I'd convinced my wife to shoot the NRA handgun marksmanship course.  She shot Marksman last night.  She had to start shooting around (literally) the bullseye so that I could verify hits.  (It made her happier that way.)

In other news, my dad just got a 995 classic he was trying out.  Very accurate and fun.  And my Kel-Tec PF9 bit him.  

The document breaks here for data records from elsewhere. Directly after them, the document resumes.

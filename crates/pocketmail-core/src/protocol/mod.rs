//! Protocol adapters.
//!
//! [`MailProtocol`] is the surface the connection handler drives. The IMAP
//! and POP3 adapters translate its operations into command-layer calls;
//! [`AnyProtocol`] picks one of them from the account settings.

mod imap;
mod pop3;

use std::future::Future;
use std::time::Duration;

use pocketmail_net::{LineConnection, MailStream, TlsUpgrade, connect};

pub use self::imap::ImapProtocol;
pub use self::pop3::Pop3Protocol;
use crate::Result;
use crate::capability::Capabilities;
use crate::config::{AccountConfig, Limits, ProtocolKind};
use crate::folder::{FolderItem, FolderStatus};
use crate::message::{FetchedMessage, FolderMessage, MessageRange, MessageToken};

/// A changed message count noticed during IDLE or NOOP.
#[derive(Debug, Clone, PartialEq, Eq)]
pub struct FolderUpdate {
    /// Folder path.
    pub folder: String,
    /// New message count.
    pub messages: u32,
}

/// Operations on one account's mail store.
///
/// Implementations own their connection. Every operation except
/// [`open`](Self::open), [`close`](Self::close) and
/// [`force_close`](Self::force_close) requires an open connection and
/// fails with [`Error::NotOpen`](crate::Error::NotOpen) otherwise.
pub trait MailProtocol: Send + 'static {
    /// Connects, upgrades to TLS if configured, and logs in. A no-op when
    /// already open.
    fn open(&mut self) -> impl Future<Output = Result<()>> + Send;

    /// Logs out and drops the connection. A no-op when closed.
    fn close(&mut self) -> impl Future<Output = Result<()>> + Send;

    /// Drops the connection without a goodbye.
    fn force_close(&mut self);

    /// Returns true while a connection is held.
    fn is_open(&self) -> bool;

    /// Builds the folder tree.
    fn folder_tree(&mut self) -> impl Future<Output = Result<FolderItem>> + Send;

    /// Reads a folder's counters.
    fn folder_status(&mut self, path: &str) -> impl Future<Output = Result<FolderStatus>> + Send;

    /// Lists envelopes and flags for a range of a folder.
    fn fetch_messages(
        &mut self,
        folder: &str,
        range: MessageRange,
    ) -> impl Future<Output = Result<Vec<FolderMessage>>> + Send;

    /// Downloads one message's structure and content.
    fn fetch_message(
        &mut self,
        folder: &str,
        token: &MessageToken,
    ) -> impl Future<Output = Result<FetchedMessage>> + Send;

    /// Marks a message deleted.
    fn delete(
        &mut self,
        folder: &str,
        token: &MessageToken,
    ) -> impl Future<Output = Result<()>> + Send;

    /// Clears a message's deleted mark. Other messages keep theirs.
    fn undelete(
        &mut self,
        folder: &str,
        token: &MessageToken,
    ) -> impl Future<Output = Result<()>> + Send;

    /// Starts waiting for server pushes. Returns false, doing nothing, if
    /// the server cannot push.
    fn idle_begin(&mut self) -> impl Future<Output = Result<bool>> + Send;

    /// Waits up to `wait` for a pushed change.
    fn idle_poll(
        &mut self,
        wait: Duration,
    ) -> impl Future<Output = Result<Option<FolderUpdate>>> + Send;

    /// Stops waiting for pushes.
    fn idle_end(&mut self) -> impl Future<Output = Result<()>> + Send;

    /// Keepalive; reports a changed message count if the server sent one.
    fn noop(&mut self) -> impl Future<Output = Result<Option<FolderUpdate>>> + Send;

    /// Features advertised on the current connection.
    fn capabilities(&self) -> &Capabilities;
}

/// Opens line connections for the adapters.
pub trait Dialer: Send + Sync + 'static {
    /// Stream type of the connections.
    type Stream: TlsUpgrade + 'static;

    /// Opens a connection to the account's server. Implicit TLS is set up
    /// here; STARTTLS is left to the adapter.
    fn dial(
        &self,
        account: &AccountConfig,
        timeout: Duration,
    ) -> impl Future<Output = pocketmail_net::Result<LineConnection<Self::Stream>>> + Send;
}

/// Dials real TCP sockets.
#[derive(Debug, Clone, Copy, Default)]
pub struct TcpDialer;

impl Dialer for TcpDialer {
    type Stream = MailStream;

    async fn dial(
        &self,
        account: &AccountConfig,
        timeout: Duration,
    ) -> pocketmail_net::Result<LineConnection<MailStream>> {
        connect(&account.connect_options(timeout)).await
    }
}

/// Builds protocol adapters from settings.
pub trait ProtocolFactory: Send + Sync + 'static {
    /// Adapter type.
    type Protocol: MailProtocol;

    /// Creates a closed adapter for the account.
    fn build(&self, account: &AccountConfig, limits: &Limits) -> Self::Protocol;
}

/// Factory choosing IMAP or POP3 from [`AccountConfig::protocol`].
#[derive(Debug, Clone, Default)]
pub struct DialerFactory<D> {
    dialer: D,
}

impl<D> DialerFactory<D> {
    /// Creates a factory whose adapters dial through `dialer`.
    pub const fn new(dialer: D) -> Self {
        Self { dialer }
    }
}

impl<D: Dialer + Clone> ProtocolFactory for DialerFactory<D> {
    type Protocol = AnyProtocol<D>;

    fn build(&self, account: &AccountConfig, limits: &Limits) -> AnyProtocol<D> {
        match account.protocol {
            ProtocolKind::Imap => AnyProtocol::Imap(ImapProtocol::new(
                self.dialer.clone(),
                account.clone(),
                *limits,
            )),
            ProtocolKind::Pop3 => AnyProtocol::Pop3(Pop3Protocol::new(
                self.dialer.clone(),
                account.clone(),
                *limits,
            )),
        }
    }
}

/// Either adapter.
#[derive(Debug)]
pub enum AnyProtocol<D: Dialer> {
    /// IMAP adapter.
    Imap(ImapProtocol<D>),
    /// POP3 adapter.
    Pop3(Pop3Protocol<D>),
}

impl<D: Dialer> MailProtocol for AnyProtocol<D> {
    async fn open(&mut self) -> Result<()> {
        match self {
            Self::Imap(p) => p.open().await,
            Self::Pop3(p) => p.open().await,
        }
    }

    async fn close(&mut self) -> Result<()> {
        match self {
            Self::Imap(p) => p.close().await,
            Self::Pop3(p) => p.close().await,
        }
    }

    fn force_close(&mut self) {
        match self {
            Self::Imap(p) => p.force_close(),
            Self::Pop3(p) => p.force_close(),
        }
    }

    fn is_open(&self) -> bool {
        match self {
            Self::Imap(p) => p.is_open(),
            Self::Pop3(p) => p.is_open(),
        }
    }

    async fn folder_tree(&mut self) -> Result<FolderItem> {
        match self {
            Self::Imap(p) => p.folder_tree().await,
            Self::Pop3(p) => p.folder_tree().await,
        }
    }

    async fn folder_status(&mut self, path: &str) -> Result<FolderStatus> {
        match self {
            Self::Imap(p) => p.folder_status(path).await,
            Self::Pop3(p) => p.folder_status(path).await,
        }
    }

    async fn fetch_messages(
        &mut self,
        folder: &str,
        range: MessageRange,
    ) -> Result<Vec<FolderMessage>> {
        match self {
            Self::Imap(p) => p.fetch_messages(folder, range).await,
            Self::Pop3(p) => p.fetch_messages(folder, range).await,
        }
    }

    async fn fetch_message(&mut self, folder: &str, token: &MessageToken) -> Result<FetchedMessage> {
        match self {
            Self::Imap(p) => p.fetch_message(folder, token).await,
            Self::Pop3(p) => p.fetch_message(folder, token).await,
        }
    }

    async fn delete(&mut self, folder: &str, token: &MessageToken) -> Result<()> {
        match self {
            Self::Imap(p) => p.delete(folder, token).await,
            Self::Pop3(p) => p.delete(folder, token).await,
        }
    }

    async fn undelete(&mut self, folder: &str, token: &MessageToken) -> Result<()> {
        match self {
            Self::Imap(p) => p.undelete(folder, token).await,
            Self::Pop3(p) => p.undelete(folder, token).await,
        }
    }

    async fn idle_begin(&mut self) -> Result<bool> {
        match self {
            Self::Imap(p) => p.idle_begin().await,
            Self::Pop3(p) => p.idle_begin().await,
        }
    }

    async fn idle_poll(&mut self, wait: Duration) -> Result<Option<FolderUpdate>> {
        match self {
            Self::Imap(p) => p.idle_poll(wait).await,
            Self::Pop3(p) => p.idle_poll(wait).await,
        }
    }

    async fn idle_end(&mut self) -> Result<()> {
        match self {
            Self::Imap(p) => p.idle_end().await,
            Self::Pop3(p) => p.idle_end().await,
        }
    }

    async fn noop(&mut self) -> Result<Option<FolderUpdate>> {
        match self {
            Self::Imap(p) => p.noop().await,
            Self::Pop3(p) => p.noop().await,
        }
    }

    fn capabilities(&self) -> &Capabilities {
        match self {
            Self::Imap(p) => p.capabilities(),
            Self::Pop3(p) => p.capabilities(),
        }
    }
}
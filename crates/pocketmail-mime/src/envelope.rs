//! Envelope: the header summary of a message.

use chrono::{DateTime, Utc};

use crate::address::parse_address_list;
use crate::date::parse_date_or_now;
use crate::encoding::decode_rfc2047;
use crate::header::Headers;

/// Subject given to messages whose envelope could not be parsed.
pub const PLACEHOLDER_SUBJECT: &str = "(unparsable message)";

/// Sender given to messages whose envelope could not be parsed.
pub const PLACEHOLDER_SENDER: &str = "unknown";

/// Structured header summary of a message, independent of its body.
///
/// Address fields hold `Name <mailbox@host>` or `mailbox@host` strings.
#[derive(Debug, Clone, PartialEq, Eq)]
pub struct Envelope {
    /// Date the message was written.
    pub date: DateTime<Utc>,
    /// Decoded subject.
    pub subject: String,
    /// Authors.
    pub from: Vec<String>,
    /// Actual sender, when different from the author.
    pub sender: Vec<String>,
    /// Where replies should go.
    pub reply_to: Vec<String>,
    /// Primary recipients.
    pub to: Vec<String>,
    /// Carbon-copy recipients.
    pub cc: Vec<String>,
    /// Blind carbon-copy recipients.
    pub bcc: Vec<String>,
    /// Message-ID of the message this one replies to.
    pub in_reply_to: Option<String>,
    /// This message's Message-ID.
    pub message_id: Option<String>,
}

impl Default for Envelope {
    fn default() -> Self {
        Self {
            date: Utc::now(),
            subject: String::new(),
            from: Vec::new(),
            sender: Vec::new(),
            reply_to: Vec::new(),
            to: Vec::new(),
            cc: Vec::new(),
            bcc: Vec::new(),
            in_reply_to: None,
            message_id: None,
        }
    }
}

impl Envelope {
    /// The envelope used in place of one that could not be parsed.
    ///
    /// Keeps a folder listing going when a single message is malformed.
    #[must_use]
    pub fn placeholder() -> Self {
        Self {
            subject: PLACEHOLDER_SUBJECT.to_string(),
            from: vec![PLACEHOLDER_SENDER.to_string()],
            ..Self::default()
        }
    }

    /// Returns true if this is a [`Envelope::placeholder`].
    #[must_use]
    pub fn is_placeholder(&self) -> bool {
        self.subject == PLACEHOLDER_SUBJECT && self.from == [PLACEHOLDER_SENDER]
    }

    /// Builds an envelope from parsed RFC 822 headers.
    ///
    /// Never fails: missing headers stay empty and an unparsable date
    /// becomes the current time.
    #[must_use]
    pub fn from_headers(headers: &Headers) -> Self {
        let addresses = |name: &str| -> Vec<String> {
            headers
                .get_all(name)
                .into_iter()
                .flat_map(parse_address_list)
                .collect()
        };
        let id = |name: &str| headers.get(name).map(str::trim).filter(|v| !v.is_empty()).map(str::to_string);

        Self {
            date: headers.get("date").map_or_else(Utc::now, parse_date_or_now),
            subject: headers.get("subject").map(decode_rfc2047).unwrap_or_default(),
            from: addresses("from"),
            sender: addresses("sender"),
            reply_to: addresses("reply-to"),
            to: addresses("to"),
            cc: addresses("cc"),
            bcc: addresses("bcc"),
            in_reply_to: id("in-reply-to"),
            message_id: id("message-id"),
        }
    }

    /// First author, or the empty string.
    #[must_use]
    pub fn first_from(&self) -> &str {
        self.from.first().map_or("", String::as_str)
    }
}

#[cfg(test)]
#[allow(clippy::unwrap_used)]
mod tests {
    use chrono::TimeZone;

    use super::*;

    #[test]
    fn test_placeholder() {
        let envelope = Envelope::placeholder();
        assert_eq!(envelope.subject, "(unparsable message)");
        assert_eq!(envelope.from, vec!["unknown"]);
        assert!(envelope.is_placeholder());
        assert!(!Envelope::default().is_placeholder());
    }

    #[test]
    fn test_from_headers() {
        let headers = Headers::parse(concat!(
            "From: =?utf-8?Q?Zo=C3=AB?= <zoe@example.com>\r\n",
            "To: a@example.com, \"B, C\" <bc@example.com>\r\n",
            "Cc: d@example.com\r\n",
            "Subject: =?iso-8859-1?Q?R=E9union?= today\r\n",
            "Date: Wed, 2 Oct 2002 13:00:00 +0000\r\n",
            "Message-ID: <1@example.com>\r\n",
            "In-Reply-To: <0@example.com>\r\n",
        ));

        let envelope = Envelope::from_headers(&headers);
        assert_eq!(envelope.from, vec!["Zoë <zoe@example.com>"]);
        assert_eq!(envelope.to, vec!["a@example.com", "B, C <bc@example.com>"]);
        assert_eq!(envelope.cc, vec!["d@example.com"]);
        assert!(envelope.bcc.is_empty());
        assert_eq!(envelope.subject, "Réunion today");
        assert_eq!(envelope.date, Utc.with_ymd_and_hms(2002, 10, 2, 13, 0, 0).unwrap());
        assert_eq!(envelope.message_id.as_deref(), Some("<1@example.com>"));
        assert_eq!(envelope.in_reply_to.as_deref(), Some("<0@example.com>"));
        assert_eq!(envelope.first_from(), "Zoë <zoe@example.com>");
    }

    #[test]
    fn test_from_headers_bad_date() {
        let before = Utc::now();
        let headers = Headers::parse("Date: the day after tomorrow\r\n");
        let envelope = Envelope::from_headers(&headers);
        assert!(envelope.date >= before);
        assert!(envelope.subject.is_empty());
    }
}
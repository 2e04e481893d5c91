//! System flags and keywords.

/// One message flag.
#[derive(Debug, Clone, PartialEq, Eq, Hash)]
pub enum Flag {
    /// `\Seen`
    Seen,
    /// `\Answered`
    Answered,
    /// `\Flagged`
    Flagged,
    /// `\Deleted`
    Deleted,
    /// `\Draft`
    Draft,
    /// `\Recent`, set by the server only.
    Recent,
    /// Anything else, kept as sent.
    Keyword(String),
}

const SYSTEM: [(Flag, &str); 6] = [
    (Flag::Seen, "\\Seen"),
    (Flag::Answered, "\\Answered"),
    (Flag::Flagged, "\\Flagged"),
    (Flag::Deleted, "\\Deleted"),
    (Flag::Draft, "\\Draft"),
    (Flag::Recent, "\\Recent"),
];

impl Flag {
    /// Reads a flag atom. System flags match case-insensitively.
    #[must_use]
    pub fn parse(atom: &str) -> Self {
        SYSTEM
            .iter()
            .find(|(_, name)| name.eq_ignore_ascii_case(atom))
            .map_or_else(|| Self::Keyword(atom.to_string()), |(flag, _)| flag.clone())
    }

    /// The flag as written in commands.
    #[must_use]
    pub fn as_str(&self) -> &str {
        match self {
            Self::Keyword(keyword) => keyword,
            system => SYSTEM
                .iter()
                .find(|(flag, _)| flag == system)
                .map_or("", |(_, name)| name),
        }
    }

    const fn bit(&self) -> Option<u8> {
        match self {
            Self::Seen => Some(1),
            Self::Answered => Some(1 << 1),
            Self::Flagged => Some(1 << 2),
            Self::Deleted => Some(1 << 3),
            Self::Draft => Some(1 << 4),
            Self::Recent => Some(1 << 5),
            Self::Keyword(_) => None,
        }
    }
}

impl std::fmt::Display for Flag {
    fn fmt(&self, f: &mut std::fmt::Formatter<'_>) -> std::fmt::Result {
        f.write_str(self.as_str())
    }
}

/// The flags of one message, as a FLAGS item reported them.
#[derive(Debug, Clone, Default, PartialEq, Eq)]
pub struct Flags {
    system: u8,
    keywords: Vec<String>,
}

impl Flags {
    /// Adds a flag; duplicates are ignored.
    pub fn insert(&mut self, flag: Flag) {
        match (flag.bit(), flag) {
            (Some(bit), _) => self.system |= bit,
            (None, Flag::Keyword(keyword)) => {
                if !self.keywords.contains(&keyword) {
                    self.keywords.push(keyword);
                }
            }
            (None, _) => {}
        }
    }

    /// Returns true if the flag is set.
    #[must_use]
    pub fn contains(&self, flag: &Flag) -> bool {
        match (flag.bit(), flag) {
            (Some(bit), _) => self.system & bit != 0,
            (None, Flag::Keyword(keyword)) => self.keywords.contains(keyword),
            (None, _) => false,
        }
    }

    /// Keywords in the order the server sent them.
    #[must_use]
    pub fn keywords(&self) -> &[String] {
        &self.keywords
    }

    /// Returns true if nothing is set.
    #[must_use]
    pub fn is_empty(&self) -> bool {
        self.system == 0 && self.keywords.is_empty()
    }
}

impl FromIterator<Flag> for Flags {
    fn from_iter<I: IntoIterator<Item = Flag>>(iter: I) -> Self {
        let mut flags = Self::default();
        for flag in iter {
            flags.insert(flag);
        }
        flags
    }
}
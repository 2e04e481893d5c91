//! Folder tree.

use serde::{Deserialize, Serialize};

/// Name of the only POP3 folder, and of the IMAP inbox.
pub const INBOX: &str = "INBOX";

/// Message counters of one folder.
#[derive(Debug, Clone, Copy, Default, PartialEq, Eq, Serialize, Deserialize)]
pub struct FolderStatus {
    /// Number of messages.
    pub messages: u32,
    /// Messages without `\Seen`; POP3 has no such notion.
    pub unseen: Option<u32>,
}

/// One node of an account's folder tree.
///
/// The root has an empty name and path and owns every folder. A child of
/// the root has `path == name`; deeper nodes have
/// `path == parent.path + delimiter + name`. Children can only be added
/// through [`insert`](Self::insert), which keeps that invariant.
#[derive(Debug, Clone, PartialEq, Eq, Serialize, Deserialize)]
pub struct FolderItem {
    /// Last path segment.
    pub name: String,
    /// Full mailbox name as the server knows it.
    pub path: String,
    /// Hierarchy delimiter, `None` for a flat namespace.
    pub delimiter: Option<char>,
    /// False for `\Noselect` folders and for intermediate nodes the server
    /// never listed.
    pub selectable: bool,
    /// Last known counters.
    pub status: Option<FolderStatus>,
    children: Vec<Self>,
}

impl FolderItem {
    /// Creates an empty root.
    #[must_use]
    pub const fn root() -> Self {
        Self {
            name: String::new(),
            path: String::new(),
            delimiter: None,
            selectable: false,
            status: None,
            children: Vec::new(),
        }
    }

    /// Tree holding a single selectable INBOX.
    #[must_use]
    pub fn synthetic_inbox(status: Option<FolderStatus>) -> Self {
        let mut root = Self::root();
        let inbox = root.insert(INBOX, None, true);
        inbox.status = status;
        root
    }

    /// Returns true for the tree root.
    #[must_use]
    pub fn is_root(&self) -> bool {
        self.path.is_empty()
    }

    /// Child folders.
    #[must_use]
    pub fn children(&self) -> &[Self] {
        &self.children
    }

    /// Adds the mailbox `path`, creating missing ancestors as
    /// non-selectable nodes. An existing node is updated in place.
    pub fn insert(&mut self, path: &str, delimiter: Option<char>, selectable: bool) -> &mut Self {
        let segments: Vec<&str> = match delimiter {
            Some(delim) => path.split(delim).filter(|s| !s.is_empty()).collect(),
            None => vec![path],
        };

        let mut node = self;
        let last = segments.len().saturating_sub(1);
        for (i, segment) in segments.into_iter().enumerate() {
            let position = match node.children.iter().position(|c| c.name == segment) {
                Some(position) => position,
                None => {
                    let child = node.child(segment, delimiter);
                    node.children.push(child);
                    node.children.len() - 1
                }
            };
            node = &mut node.children[position];
            if i == last {
                node.selectable = selectable;
                node.delimiter = delimiter;
            }
        }
        node
    }

    fn child(&self, name: &str, delimiter: Option<char>) -> Self {
        let path = match delimiter {
            _ if self.is_root() => name.to_string(),
            Some(delim) => format!("{}{delim}{name}", self.path),
            None => format!("{}{name}", self.path),
        };
        Self {
            name: name.to_string(),
            path,
            delimiter,
            selectable: false,
            status: None,
            children: Vec::new(),
        }
    }

    /// Finds a folder by full path.
    #[must_use]
    pub fn find(&self, path: &str) -> Option<&Self> {
        if self.path == path {
            return Some(self);
        }
        self.children.iter().find_map(|child| child.find(path))
    }

    /// Finds a folder by full path for updating.
    pub fn find_mut(&mut self, path: &str) -> Option<&mut Self> {
        if self.path == path {
            return Some(self);
        }
        self.children.iter_mut().find_map(|child| child.find_mut(path))
    }

    /// Visits every node depth-first, the root included.
    pub fn walk<'a>(&'a self, visit: &mut impl FnMut(&'a Self)) {
        visit(self);
        for child in &self.children {
            child.walk(visit);
        }
    }

    /// Paths of every selectable folder, in tree order.
    #[must_use]
    pub fn selectable_paths(&self) -> Vec<&str> {
        let mut paths = Vec::new();
        self.walk(&mut |item| {
            if item.selectable {
                paths.push(item.path.as_str());
            }
        });
        paths
    }

    /// Number of folders below this node.
    #[must_use]
    pub fn descendant_count(&self) -> usize {
        self.children
            .iter()
            .map(|child| 1 + child.descendant_count())
            .sum()
    }
}

impl Default for FolderItem {
    fn default() -> Self {
        Self::root()
    }
}

#[cfg(test)]
#[allow(clippy::unwrap_used)]
mod tests {
    use proptest::prelude::*;

    use super::*;

    fn assert_paths(item: &FolderItem) {
        for child in item.children() {
            let expected = match (item.is_root(), child.delimiter) {
                (true, _) => child.name.clone(),
                (false, Some(delim)) => format!("{}{delim}{}", item.path, child.name),
                (false, None) => format!("{}{}", item.path, child.name),
            };
            assert_eq!(child.path, expected);
            assert_paths(child);
        }
    }

    #[test]
    fn test_insert_builds_ancestors() {
        let mut root = FolderItem::root();
        root.insert("INBOX", Some('/'), true);
        root.insert("Work/Projects/2024", Some('/'), true);

        let work = root.find("Work").unwrap();
        assert!(!work.selectable);
        assert_eq!(work.children().len(), 1);

        let year = root.find("Work/Projects/2024").unwrap();
        assert_eq!(year.name, "2024");
        assert!(year.selectable);
        assert_eq!(root.descendant_count(), 4);
        assert_paths(&root);

        root.insert("Work", Some('/'), true);
        assert!(root.find("Work").unwrap().selectable);
        assert_eq!(root.descendant_count(), 4);
    }

    #[test]
    fn test_selectable_paths() {
        let mut root = FolderItem::root();
        root.insert("INBOX", Some('.'), true);
        root.insert("Archive", Some('.'), false);
        root.insert("Archive.2023", Some('.'), true);
        assert_eq!(root.selectable_paths(), vec!["INBOX", "Archive.2023"]);
    }

    #[test]
    fn test_synthetic_inbox() {
        let status = FolderStatus {
            messages: 4,
            unseen: None,
        };
        let root = FolderItem::synthetic_inbox(Some(status));
        assert_eq!(root.descendant_count(), 1);
        let inbox = root.find(INBOX).unwrap();
        assert!(inbox.selectable);
        assert_eq!(inbox.status, Some(status));
    }

    #[test]
    fn test_find_mut_updates_status() {
        let mut root = FolderItem::root();
        root.insert("Sent", None, true);
        root.find_mut("Sent").unwrap().status = Some(FolderStatus::default());
        assert!(root.find("Sent").unwrap().status.is_some());
        assert!(root.find_mut("Drafts").is_none());
    }

    proptest! {
        #[test]
        fn prop_paths_follow_parents(
            names in prop::collection::vec(
                prop::collection::vec("[A-Za-z0-9]{1,6}", 1..4),
                1..12,
            )
        ) {
            let mut root = FolderItem::root();
            for segments in &names {
                root.insert(&segments.join("/"), Some('/'), true);
            }
            assert_paths(&root);
            for segments in &names {
                let path = segments.join("/");
                prop_assert!(root.find(&path).is_some_and(|f| f.selectable));
            }
        }
    }
}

Anyway, I gots me a deadeye woman!  

Peace favor your sword,
Kirk


----------



## Bill Mattocks (Jul 7, 2010)

Very cool!  My wife also likes to go shooting with me, and she is likewise a good shot.  We've never shot for score, though (outside of my former work).  Congrats to both of you, by the way!


----------



## Stick Dummy (Jul 7, 2010)

You Sir are a lucky man!!

Keep her at it and reward her with a nice dinner when she "smokes" you through the course of fire!


----------



## lklawson (Jul 7, 2010)

Stick Dummy said:


> You Sir are a lucky man!!
> 
> Keep her at it and reward her with a nice dinner when she "smokes" you through the course of fire!


The way she was shooting last night, that dinner may be coming very soon!

Peace favor your sword,
Kirk


----------



## Deaf Smith (Jul 7, 2010)

Ah... well when I was dating my wife-to-be she road on the back of my motorcycle, was in my TKD class (she made green belt), and went shooting with me.

Then something happened to tragically alter that. We got married.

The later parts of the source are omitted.